My motivation for updates to the draft is that *neither*

	1. WebPKI sucks, DANE rules
	2. WebPKI rules, DANE sucks

is a good zealous position.  Each have their strengths and weaknesses.
For, example, for DV certificates, I am of the opinion that DANE is
more resistant to mis-issuance.

Given that neither 1. or 2. is objective truth, the draft should
support "restrictive" use where neither is fully trusted, and
and a server operator publishes (for _443._tcp) *restrictive*
DANE TLSA records with certificate usage PKIX-EE(1) or PKIX-TA(0),
with the expectation that when/if browsers that adopt and support
this specification they'll enforce *both* WebPKI *and* DANE.  But
that requires downgrade protection.  This applies to not just browsers,
but to any application in which the installed base is WebPKI, and
DANE is of necessity incremental and so opportunistic (used when
published, but not a-priori mandated).  Examples, IMAP, JMAP, NTTP,
XMPP, SUBMIT, LDAP, ...

As it stands, this draft fails to provide the downgrade protection
needed for opportunistic adoption.  It mentions in Section 8 that
some clients might apply an infinite pin (a fragile strategy), but
fails to describe denial of existence as a valid way to comply with
such a pin should TLSA records be removed.  And without a server
TTL hint, the infinite pins make adoption in multi-datacentre
deployments impractical.

The draft has a serious scope deficiency.  And indeed you're right
that the key issue is *scope*, but an overly narrow scope is
a substantial technical issue.  Further, little attention has
been paid in the WG to the scope issue, and the document sailed
through with discussion mostly around just the data formats,
and the key issue of scope fell through the cracks.

> Someone
> who is less keen on DANE over the Web PKI may not share that enthusiasm
> or confidence for focusing the scope on that use case.

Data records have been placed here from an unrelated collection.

//! Core data model for the export pipeline.
//!
//! This module defines the portable value representation used between the
//! catalog boundary and the output sinks, plus the introspected schema
//! shapes (`ColumnDescriptor`, `TableDescriptor`) and the per-row
//! `Document` produced by the exporter.

use std::collections::BTreeMap;
use std::fmt;

use chrono::NaiveDateTime;
use rust_decimal::Decimal;

use crate::error::{ExportError, Result};
use crate::typemap::TypeCode;

/// A native row value in portable form.
///
/// This is a closed set: catalog adapters must map whatever their driver
/// hands back into one of these variants, so normalization and JSON
/// rendering are exhaustive by construction rather than driven by runtime
/// type names.
#[derive(Debug, Clone, PartialEq)]
pub enum Value {
    Null,
    Bool(bool),
    Int(i64),
    Float(f64),
    /// Fixed-point decimal, carried exactly until the JSON edge
    Decimal(Decimal),
    Text(String),
    Bytes(Vec<u8>),
    /// Temporal value without timezone inference beyond the source
    DateTime(NaiveDateTime),
}

impl Value {
    /// Short name of the value's shape, used for diagnostics.
    pub fn shape(&self) -> &'static str {
        match self {
            Value::Null => "null",
            Value::Bool(_) => "bool",
            Value::Int(_) => "integer",
            Value::Float(_) => "float",
            Value::Decimal(_) => "decimal",
            Value::Text(_) => "text",
            Value::Bytes(_) => "bytes",
            Value::DateTime(_) => "datetime",
        }
    }

    /// Whether this value is absent or an empty string.
    ///
    /// The legacy catalog channel reports unset attributes as NULL or as
    /// empty strings interchangeably; both count as "not populated" when
    /// deciding which raw attributes were left unconsumed.
    pub fn is_unpopulated(&self) -> bool {
        matches!(self, Value::Null) || matches!(self, Value::Text(s) if s.is_empty())
    }

    /// Renders this value as JSON.
    ///
    /// Decimals are coerced to binary floating point here, at the very
    /// edge, and nowhere earlier; a decimal that does not fit an f64 keeps
    /// its exact decimal rendering as a string instead of being rounded.
    /// Binary data becomes a `base64:` prefixed string. Non-finite floats
    /// never reach this point because normalization rejects them.
    pub fn to_json(&self) -> serde_json::Value {
        use base64::Engine;

        match self {
            Value::Null => serde_json::Value::Null,
            Value::Bool(b) => serde_json::Value::Bool(*b),
            Value::Int(n) => serde_json::Value::Number((*n).into()),
            Value::Float(f) => serde_json::Number::from_f64(*f)
                .map(serde_json::Value::Number)
                .unwrap_or_else(|| serde_json::Value::String(f.to_string())),
            Value::Decimal(d) => rust_decimal::prelude::ToPrimitive::to_f64(d)
                .and_then(serde_json::Number::from_f64)
                .map(serde_json::Value::Number)
                .unwrap_or_else(|| serde_json::Value::String(d.to_string())),
            Value::Text(s) => serde_json::Value::String(s.clone()),
            Value::Bytes(bytes) => {
                let encoded = base64::engine::general_purpose::STANDARD.encode(bytes);
                serde_json::Value::String(format!("base64:{encoded}"))
            }
            Value::DateTime(dt) => {
                serde_json::Value::String(dt.format("%Y-%m-%dT%H:%M:%S").to_string())
            }
        }
    }
}

impl fmt::Display for Value {
    fn fmt(&self, f: &mut fmt::Formatter<'_>) -> fmt::Result {
        match self {
            Value::Null => write!(f, "NULL"),
            Value::Bool(b) => write!(f, "{b}"),
            Value::Int(n) => write!(f, "{n}"),
            Value::Float(x) => write!(f, "{x}"),
            Value::Decimal(d) => write!(f, "{d}"),
            Value::Text(s) => write!(f, "{s}"),
            Value::Bytes(b) => write!(f, "<{} bytes>", b.len()),
            Value::DateTime(dt) => write!(f, "{}", dt.format("%Y-%m-%d %H:%M:%S")),
        }
    }
}

/// One exported row after translation: translated field name to value.
#[derive(Debug, Clone, Default, PartialEq)]
pub struct Document {
    fields: BTreeMap<String, Value>,
}

impl Document {
    pub fn new() -> Self {
        Self::default()
    }

    pub fn insert(&mut self, field: impl Into<String>, value: Value) {
        self.fields.insert(field.into(), value);
    }

    pub fn get(&self, field: &str) -> Option<&Value> {
        self.fields.get(field)
    }

    pub fn len(&self) -> usize {
        self.fields.len()
    }

    pub fn is_empty(&self) -> bool {
        self.fields.is_empty()
    }

    pub fn iter(&self) -> impl Iterator<Item = (&String, &Value)> {
        self.fields.iter()
    }

    /// Renders the whole document as a JSON object.
    pub fn to_json(&self) -> serde_json::Value {
        let map: serde_json::Map<String, serde_json::Value> = self
            .fields
            .iter()
            .map(|(name, value)| (name.clone(), value.to_json()))
            .collect();
        serde_json::Value::Object(map)
    }
}

impl FromIterator<(String, Value)> for Document {
    fn from_iter<I: IntoIterator<Item = (String, Value)>>(iter: I) -> Self {
        Self {
            fields: iter.into_iter().collect(),
        }
    }
}

/// Raw column metadata as reported by the catalog channel, keyed by the
/// channel's attribute names (COLUMN_NAME, DATA_TYPE, ...).
#[derive(Debug, Clone, Default)]
pub struct ColumnRecord {
    pub attributes: BTreeMap<String, Value>,
}

impl ColumnRecord {
    pub fn new() -> Self {
        Self::default()
    }

    pub fn with(mut self, name: impl Into<String>, value: Value) -> Self {
        self.attributes.insert(name.into(), value);
        self
    }
}

/// Catalog attribute names the introspector consumes into descriptor fields.
pub mod attr {
    pub const COLUMN_NAME: &str = "COLUMN_NAME";
    pub const DATA_TYPE: &str = "DATA_TYPE";
    pub const IS_NULLABLE: &str = "IS_NULLABLE";
    pub const ORDINAL_POSITION: &str = "ORDINAL_POSITION";
    pub const DESCRIPTION: &str = "DESCRIPTION";
    pub const COLUMN_DEFAULT: &str = "COLUMN_DEFAULT";
    pub const CHARACTER_MAXIMUM_LENGTH: &str = "CHARACTER_MAXIMUM_LENGTH";
}

/// Catalog attributes that are recognized but deliberately not carried
/// into the document schema. Anything outside this set and the consumed
/// set is schema drift and must be surfaced, not dropped.
pub const IGNORED_ATTRIBUTES: &[&str] = &[
    "TABLE_NAME",
    "TABLE_CATALOG",
    "TABLE_SCHEMA",
    "TYPE_GUID",
    "COLUMN_GUID",
    "COLUMN_PROPID",
    "NUMERIC_PRECISION",
    "NUMERIC_SCALE",
    "COLUMN_FLAGS",
    "COLUMN_HASDEFAULT",
    "CHARACTER_OCTET_LENGTH",
    "DATETIME_PRECISION",
];

/// One introspected column. Immutable once built.
#[derive(Debug, Clone, PartialEq)]
pub struct ColumnDescriptor {
    pub name: String,
    pub ordinal_position: u32,
    pub is_nullable: bool,
    pub native_type: TypeCode,
    pub description: Option<String>,
    pub default_value: Option<Value>,
    pub max_length: Option<u32>,
    /// Populated attributes the introspector did not recognize; the schema
    /// descriptor builder turns a non-empty set into a hard error.
    pub unrecognized: BTreeMap<String, Value>,
}

impl ColumnDescriptor {
    /// Parses a raw catalog record into a descriptor.
    ///
    /// A record missing a required attribute, or carrying one with the
    /// wrong shape, means the metadata channel returned something
    /// malformed; the whole table introspection fails rather than letting
    /// a partial descriptor escape.
    pub fn from_record(table: &str, record: ColumnRecord) -> Result<Self> {
        let mut attrs = record.attributes;

        let name = match attrs.remove(attr::COLUMN_NAME) {
            Some(Value::Text(name)) if !name.is_empty() => name,
            other => {
                return Err(malformed(table, attr::COLUMN_NAME, other));
            }
        };

        let ordinal_position = match attrs.remove(attr::ORDINAL_POSITION) {
            Some(Value::Int(n)) if n > 0 => n as u32,
            other => {
                return Err(malformed(table, attr::ORDINAL_POSITION, other));
            }
        };

        let is_nullable = match attrs.remove(attr::IS_NULLABLE) {
            Some(Value::Bool(b)) => b,
            other => {
                return Err(malformed(table, attr::IS_NULLABLE, other));
            }
        };

        let native_type = match attrs.remove(attr::DATA_TYPE) {
            Some(Value::Int(code)) if (0..=u16::MAX as i64).contains(&code) => {
                TypeCode(code as u16)
            }
            other => {
                return Err(malformed(table, attr::DATA_TYPE, other));
            }
        };

        let description = match attrs.remove(attr::DESCRIPTION) {
            None | Some(Value::Null) => None,
            Some(Value::Text(s)) => Some(s),
            Some(other) => {
                return Err(malformed(table, attr::DESCRIPTION, Some(other)));
            }
        };

        let default_value = match attrs.remove(attr::COLUMN_DEFAULT) {
            None | Some(Value::Null) => None,
            Some(value) => Some(value),
        };

        let max_length = match attrs.remove(attr::CHARACTER_MAXIMUM_LENGTH) {
            None | Some(Value::Null) => None,
            Some(Value::Int(n)) if n >= 0 => Some(n as u32),
            Some(other) => {
                return Err(malformed(table, attr::CHARACTER_MAXIMUM_LENGTH, Some(other)));
            }
        };

        for ignored in IGNORED_ATTRIBUTES {
            attrs.remove(*ignored);
        }

        // Unpopulated leftovers carry no information; populated ones are
        // kept for the schema builder to reject.
        let unrecognized: BTreeMap<String, Value> = attrs
            .into_iter()
            .filter(|(_, value)| !value.is_unpopulated())
            .collect();

        Ok(Self {
            name,
            ordinal_position,
            is_nullable,
            native_type,
            description,
            default_value,
            max_length,
            unrecognized,
        })
    }
}

fn malformed(table: &str, attribute: &str, got: Option<Value>) -> ExportError {
    let got = got
        .map(|v| format!("{} ({})", v, v.shape()))
        .unwrap_or_else(|| "missing".to_string());
    ExportError::catalog_context(
        table,
        format!("malformed column record: attribute {attribute} is {got}"),
    )
}

/// One introspected table with its columns in ordinal order.
#[derive(Debug, Clone, PartialEq)]
pub struct TableDescriptor {
    pub name: String,
    /// Sorted strictly ascending by `ordinal_position`
    pub columns: Vec<ColumnDescriptor>,
}

impl TableDescriptor {
    /// Column names in ordinal order.
    pub fn field_names(&self) -> Vec<&str> {
        self.columns.iter().map(|c| c.name.as_str()).collect()
    }
}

I would say that WebPKI adherents would also want to make sure that
any use in existing WebPKI applications would be *restrictive* and
not either WebPKI or DANE whichever is weaker.  But then the draft
needs to have downgrade protection, and the applications in question
might (converse of RFC7672) require any DANE TLSA records with
usages other than PKIX-TA(0) or PKIX-EE(1) to be treated as "unusable".

So it all comes down to whether it is appropriate to go forward
with a very narrow scope (perhaps even too narrow for the initial
applications, but that's debatable) and ask future adopters in
new spaces to write new drafts (and pay the delay of having to
wait for those to get reviewed and adopted), or amend the
draft to anticipate future uses beyond the immediate motivating
use case.

My view is clearly in favour of an anticipatory scope.  Future
implementors in new applications would likely not bother to
start if the cost of that is going through the IETF process
for a new extension to augment this one.

-- 
	Viktor.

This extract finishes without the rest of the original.